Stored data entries
________________________

//! Then steps for command dispatch BDD scenarios.

use super::world::DispatchWorld;
use rstest_bdd_macros::then;
use switchboard::command::{
    adapters::memory::TransportCall, domain::LifecycleEvent, services::RegistryError,
};

#[then(r#"the reply is "{expected}""#)]
fn reply_is(world: &DispatchWorld, expected: String) -> Result<(), eyre::Report> {
    let reply = world.last_reply()?;
    if reply.content.as_deref() != Some(expected.as_str()) {
        return Err(eyre::eyre!(
            "expected reply '{expected}', got {:?}",
            reply.content
        ));
    }
    Ok(())
}

#[then(r#"the reply contains "{fragment}""#)]
fn reply_contains(world: &DispatchWorld, fragment: String) -> Result<(), eyre::Report> {
    let reply = world.last_reply()?;
    let content = reply.content.unwrap_or_default();
    if !content.contains(&fragment) {
        return Err(eyre::eyre!("expected '{fragment}' in reply '{content}'"));
    }
    Ok(())
}

#[then("the interaction was deferred")]
fn interaction_deferred(world: &DispatchWorld) -> Result<(), eyre::Report> {
    let calls = world.transport.calls();
    match calls.first() {
        Some(TransportCall::Defer { .. }) => Ok(()),
        other => Err(eyre::eyre!("expected a deferral first, got {other:?}")),
    }
}

#[then("an error event is emitted")]
fn error_event_emitted(world: &DispatchWorld) -> Result<(), eyre::Report> {
    let events = world.lifecycle.events();
    if !events
        .iter()
        .any(|event| matches!(event, LifecycleEvent::Error { .. }))
    {
        return Err(eyre::eyre!("expected an error event, got {events:?}"));
    }
    Ok(())
}

#[then("registration fails because the registry is locked")]
fn registration_locked(world: &DispatchWorld) -> Result<(), eyre::Report> {
    let result = world
        .last_registration
        .as_ref()
        .ok_or_else(|| eyre::eyre!("missing registration result in scenario world"))?;
    if !matches!(result, Err(RegistryError::Locked { .. })) {
        return Err(eyre::eyre!("expected a locked registry, got {result:?}"));
    }
    Ok(())
}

________________________

- EXERCISE OBJECTIVE
Could you output every entry above exactly as it stands?

- EXERCISE ANSWER
//! Then steps for command dispatch BDD scenarios.

use super::world::DispatchWorld;
use rstest_bdd_macros::then;
use switchboard::command::{
    adapters::memory::TransportCall, domain::LifecycleEvent, services::RegistryError,
};

#[then(r#"the reply is "{expected}""#)]
fn reply_is(world: &DispatchWorld, expected: String) -> Result<(), eyre::Report> {
    let reply = world.last_reply()?;
    if reply.content.as_deref() != Some(expected.as_str()) {
        return Err(eyre::eyre!(
            "expected reply '{expected}', got {:?}",
            reply.content
        ));
    }
    Ok(())
}

#[then(r#"the reply contains "{fragment}""#)]
fn reply_contains(world: &DispatchWorld, fragment: String) -> Result<(), eyre::Report> {
    let reply = world.last_reply()?;
    let content = reply.content.unwrap_or_default();
    if !content.contains(&fragment) {
        return Err(eyre::eyre!("expected '{fragment}' in reply '{content}'"));
    }
    Ok(())
}

#[then("the interaction was deferred")]
fn interaction_deferred(world: &DispatchWorld) -> Result<(), eyre::Report> {
    let calls = world.transport.calls();
    match calls.first() {
        Some(TransportCall::Defer { .. }) => Ok(()),
        other => Err(eyre::eyre!("expected a deferral first, got {other:?}")),
    }
}

#[then("an error event is emitted")]
fn error_event_emitted(world: &DispatchWorld) -> Result<(), eyre::Report> {
    let events = world.lifecycle.events();
    if !events
        .iter()
        .any(|event| matches!(event, LifecycleEvent::Error { .. }))
    {
        return Err(eyre::eyre!("expected an error event, got {events:?}"));
    }
    Ok(())
}

#[then("registration fails because the registry is locked")]
fn registration_locked(world: &DispatchWorld) -> Result<(), eyre::Report> {
    let result = world
        .last_registration
        .as_ref()
        .ok_or_else(|| eyre::eyre!("missing registration result in scenario world"))?;
    if !matches!(result, Err(RegistryError::Locked { .. })) {
        return Err(eyre::eyre!("expected a locked registry, got {result:?}"));
    }
    Ok(())
}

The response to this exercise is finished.